§ **What you will do**
Look through the listing below and report every line that contains "salaries".

§ **Information**
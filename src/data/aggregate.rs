//! Summary statistics over a filtered customer subset.
//!
//! Every function here is order-independent: grouping goes through
//! ordered maps so results come back sorted by key.

use std::collections::BTreeMap;

use serde::Serialize;

use super::model::CustomerRecord;
use crate::error::{DashboardError, Result};

/// Multiplier on the inter-quartile range that bounds the box-plot whiskers.
pub const WHISKER_IQR_FACTOR: f64 = 1.5;

/// Means of the four headline fields.
#[derive(Debug, Clone, Copy, PartialEq, Serialize)]
pub struct ScalarMeans {
    pub avg_credit_score: f64,
    pub avg_age: f64,
    pub avg_tenure: f64,
    pub avg_balance: f64,
}

/// Per-country summary used by the map layers.
#[derive(Debug, Clone, PartialEq, Serialize)]
pub struct CountryAggregate {
    pub country: String,
    pub customers: usize,
    /// Fraction of customers that exited, in `0..=1`.
    pub exit_rate: f64,
    pub avg_credit_score: f64,
    pub avg_balance: f64,
}

/// Number of customers sharing a category value and exit status.
#[derive(Debug, Clone, PartialEq, Eq, Serialize)]
pub struct GroupCount {
    pub category: String,
    pub exited: bool,
    pub count: usize,
}

/// The categorical axis of a grouped bar chart.
#[derive(Debug, Clone, Copy, PartialEq, Eq, Serialize)]
pub enum CategoryField {
    Gender,
    IsActiveMember,
}

impl CategoryField {
    /// Category label of a record. Membership uses the source's `0`/`1` spelling.
    pub fn label(&self, record: &CustomerRecord) -> String {
        match self {
            CategoryField::Gender => record.gender.clone(),
            CategoryField::IsActiveMember => u8::from(record.is_active_member).to_string(),
        }
    }
}

/// Box-plot summary of estimated salary for one exit status.
#[derive(Debug, Clone, PartialEq, Serialize)]
pub struct SalaryDistribution {
    pub exited: bool,
    pub count: usize,
    pub min: f64,
    pub q1: f64,
    pub median: f64,
    pub q3: f64,
    pub max: f64,
    pub lower_whisker: f64,
    pub upper_whisker: f64,
    pub mean: f64,
    pub outliers: Vec<f64>,
}

// ---------------------------------------------------------------------------
// Aggregations
// ---------------------------------------------------------------------------

/// Arithmetic means of credit score, age, tenure and balance.
///
/// Fails with [`DashboardError::EmptyAggregate`] on an empty input rather
/// than producing NaN.
pub fn scalar_means(records: &[&CustomerRecord]) -> Result<ScalarMeans> {
    if records.is_empty() {
        return Err(DashboardError::EmptyAggregate);
    }

    let (mut credit, mut age, mut tenure, mut balance) = (0.0, 0.0, 0.0, 0.0);
    for r in records {
        credit += r.credit_score as f64;
        age += r.age as f64;
        tenure += r.tenure;
        balance += r.balance;
    }

    let n = records.len() as f64;
    Ok(ScalarMeans {
        avg_credit_score: credit / n,
        avg_age: age / n,
        avg_tenure: tenure / n,
        avg_balance: balance / n,
    })
}

/// One entry per country present in `records`, sorted by country name.
pub fn by_country(records: &[&CustomerRecord]) -> Vec<CountryAggregate> {
    #[derive(Default)]
    struct Acc {
        n: usize,
        exited: usize,
        credit: f64,
        balance: f64,
    }

    let mut groups: BTreeMap<&str, Acc> = BTreeMap::new();
    for r in records {
        let acc = groups.entry(r.geography.as_str()).or_default();
        acc.n += 1;
        acc.exited += usize::from(r.exited);
        acc.credit += r.credit_score as f64;
        acc.balance += r.balance;
    }

    groups
        .into_iter()
        .map(|(country, acc)| {
            let n = acc.n as f64;
            CountryAggregate {
                country: country.to_string(),
                customers: acc.n,
                exit_rate: acc.exited as f64 / n,
                avg_credit_score: acc.credit / n,
                avg_balance: acc.balance / n,
            }
        })
        .collect()
}

/// Count customers per `(field, exited)` pair. Empty combinations are omitted.
pub fn by_category_and_exit(records: &[&CustomerRecord], field: CategoryField) -> Vec<GroupCount> {
    let mut counts: BTreeMap<(String, bool), usize> = BTreeMap::new();
    for r in records {
        *counts.entry((field.label(r), r.exited)).or_default() += 1;
    }

    counts
        .into_iter()
        .map(|((category, exited), count)| GroupCount {
            category,
            exited,
            count,
        })
        .collect()
}

/// Box-plot summaries of `EstimatedSalary`, one per exit status present
/// (stayed first).
pub fn salary_by_exit(records: &[&CustomerRecord]) -> Vec<SalaryDistribution> {
    let mut groups: BTreeMap<bool, Vec<f64>> = BTreeMap::new();
    for r in records {
        groups.entry(r.exited).or_default().push(r.estimated_salary);
    }

    groups
        .into_iter()
        .filter_map(|(exited, values)| distribution(exited, values))
        .collect()
}

fn distribution(exited: bool, mut values: Vec<f64>) -> Option<SalaryDistribution> {
    if values.is_empty() {
        return None;
    }
    values.sort_by(f64::total_cmp);

    let count = values.len();
    let q1 = percentile(&values, 25.0);
    let median = percentile(&values, 50.0);
    let q3 = percentile(&values, 75.0);
    let iqr = q3 - q1;
    let low_fence = q1 - WHISKER_IQR_FACTOR * iqr;
    let high_fence = q3 + WHISKER_IQR_FACTOR * iqr;

    let lower_whisker = values.iter().copied().find(|&v| v >= low_fence).unwrap_or(q1);
    let upper_whisker = values
        .iter()
        .rev()
        .copied()
        .find(|&v| v <= high_fence)
        .unwrap_or(q3);
    let outliers = values
        .iter()
        .copied()
        .filter(|&v| v < low_fence || v > high_fence)
        .collect();

    Some(SalaryDistribution {
        exited,
        count,
        min: values[0],
        q1,
        median,
        q3,
        max: values[count - 1],
        lower_whisker,
        upper_whisker,
        mean: values.iter().sum::<f64>() / count as f64,
        outliers,
    })
}

/// Percentile of sorted values using linear interpolation (NumPy compatible).
pub fn percentile(sorted_values: &[f64], p: f64) -> f64 {
    let n = sorted_values.len();
    if n == 0 {
        return f64::NAN;
    }
    if n == 1 {
        return sorted_values[0];
    }

    let rank = (p / 100.0) * (n - 1) as f64;
    let lower = rank.floor() as usize;
    let upper = (rank.ceil() as usize).min(n - 1);
    let frac = rank - lower as f64;

    if lower == upper {
        sorted_values[lower]
    } else {
        sorted_values[lower] * (1.0 - frac) + sorted_values[upper] * frac
    }
}

#[cfg(test)]
mod tests {
    use super::*;
    use approx::assert_relative_eq;

    fn customer(geography: &str, gender: &str, exited: bool) -> CustomerRecord {
        CustomerRecord {
            geography: geography.to_string(),
            gender: gender.to_string(),
            age: 40,
            credit_score: 650,
            tenure: 3.0,
            balance: 10_000.0,
            num_of_products: 1,
            estimated_salary: 50_000.0,
            is_active_member: true,
            exited,
        }
    }

    #[test]
    fn means_of_single_record_are_its_values() {
        let mut r = customer("France", "Female", false);
        r.age = 30;
        r.credit_score = 600;
        r.tenure = 7.0;
        r.balance = 1234.5;
        let m = scalar_means(&[&r]).unwrap();
        assert_eq!(m.avg_age, 30.0);
        assert_eq!(m.avg_credit_score, 600.0);
        assert_eq!(m.avg_tenure, 7.0);
        assert_eq!(m.avg_balance, 1234.5);
    }

    #[test]
    fn means_over_empty_input_fail() {
        assert!(matches!(scalar_means(&[]), Err(DashboardError::EmptyAggregate)));
    }

    #[test]
    fn means_average_all_records() {
        let mut a = customer("France", "Male", false);
        let mut b = customer("Spain", "Male", true);
        a.age = 20;
        b.age = 50;
        a.balance = 0.0;
        b.balance = 100.0;
        let m = scalar_means(&[&a, &b]).unwrap();
        assert_relative_eq!(m.avg_age, 35.0);
        assert_relative_eq!(m.avg_balance, 50.0);
    }

    #[test]
    fn country_groups_only_present_countries() {
        let mut g = customer("Germany", "Male", true);
        g.credit_score = 700;
        g.balance = 120_000.0;
        let records = vec![
            customer("France", "Male", false),
            g,
            customer("France", "Female", true),
        ];
        let refs: Vec<&CustomerRecord> = records.iter().collect();
        let out = by_country(&refs);

        assert_eq!(out.len(), 2);
        assert_eq!(out[0].country, "France");
        assert_eq!(out[0].customers, 2);
        assert_relative_eq!(out[0].exit_rate, 0.5);
        assert_eq!(out[1].country, "Germany");
        assert_relative_eq!(out[1].avg_credit_score, 700.0);
        assert_relative_eq!(out[1].avg_balance, 120_000.0);
        assert_eq!(out.iter().map(|c| c.customers).sum::<usize>(), records.len());
        assert!(out.iter().all(|c| c.country != "Spain"));
    }

    #[test]
    fn category_counts_omit_empty_pairs() {
        let records = vec![
            customer("France", "Male", false),
            customer("France", "Male", false),
            customer("France", "Female", true),
        ];
        let refs: Vec<&CustomerRecord> = records.iter().collect();
        let out = by_category_and_exit(&refs, CategoryField::Gender);

        assert_eq!(out.len(), 2);
        assert!(out.contains(&GroupCount {
            category: "Male".to_string(),
            exited: false,
            count: 2
        }));
        assert!(out.contains(&GroupCount {
            category: "Female".to_string(),
            exited: true,
            count: 1
        }));
    }

    #[test]
    fn membership_uses_numeric_labels() {
        let mut inactive = customer("Spain", "Male", true);
        inactive.is_active_member = false;
        let records = vec![inactive, customer("Spain", "Male", false)];
        let refs: Vec<&CustomerRecord> = records.iter().collect();
        let out = by_category_and_exit(&refs, CategoryField::IsActiveMember);
        let labels: Vec<(&str, bool)> = out.iter().map(|g| (g.category.as_str(), g.exited)).collect();
        assert_eq!(labels, vec![("0", true), ("1", false)]);
    }

    #[test]
    fn grouping_ignores_input_order() {
        let records = vec![
            customer("Spain", "Female", true),
            customer("France", "Male", false),
            customer("Germany", "Male", true),
            customer("France", "Female", false),
        ];
        let forward: Vec<&CustomerRecord> = records.iter().collect();
        let backward: Vec<&CustomerRecord> = records.iter().rev().collect();

        assert_eq!(by_country(&forward), by_country(&backward));
        assert_eq!(
            by_category_and_exit(&forward, CategoryField::Gender),
            by_category_and_exit(&backward, CategoryField::Gender)
        );
        assert_eq!(salary_by_exit(&forward), salary_by_exit(&backward));
    }

    #[test]
    fn percentile_matches_numpy_linear() {
        let v = [1.0, 2.0, 3.0, 4.0];
        assert_relative_eq!(percentile(&v, 25.0), 1.75);
        assert_relative_eq!(percentile(&v, 50.0), 2.5);
        assert_relative_eq!(percentile(&v, 75.0), 3.25);
        assert_relative_eq!(percentile(&[7.0], 90.0), 7.0);
        assert!(percentile(&[], 50.0).is_nan());
    }

    #[test]
    fn salary_box_flags_outliers() {
        let salaries = [10.0, 11.0, 12.0, 13.0, 14.0, 100.0];
        let records: Vec<CustomerRecord> = salaries
            .iter()
            .map(|&s| {
                let mut r = customer("France", "Male", true);
                r.estimated_salary = s;
                r
            })
            .collect();
        let refs: Vec<&CustomerRecord> = records.iter().collect();
        let out = salary_by_exit(&refs);

        assert_eq!(out.len(), 1);
        let d = &out[0];
        assert!(d.exited);
        assert_eq!(d.count, 6);
        assert_relative_eq!(d.q1, 11.25);
        assert_relative_eq!(d.median, 12.5);
        assert_relative_eq!(d.q3, 13.75);
        assert_relative_eq!(d.lower_whisker, 10.0);
        assert_relative_eq!(d.upper_whisker, 14.0);
        assert_eq!(d.outliers, vec![100.0]);
        assert_relative_eq!(d.max, 100.0);
    }
}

§ **Output for this task**
        let salaries = [10.0, 11.0, 12.0, 13.0, 14.0, 100.0];
        let records: Vec<CustomerRecord> = salaries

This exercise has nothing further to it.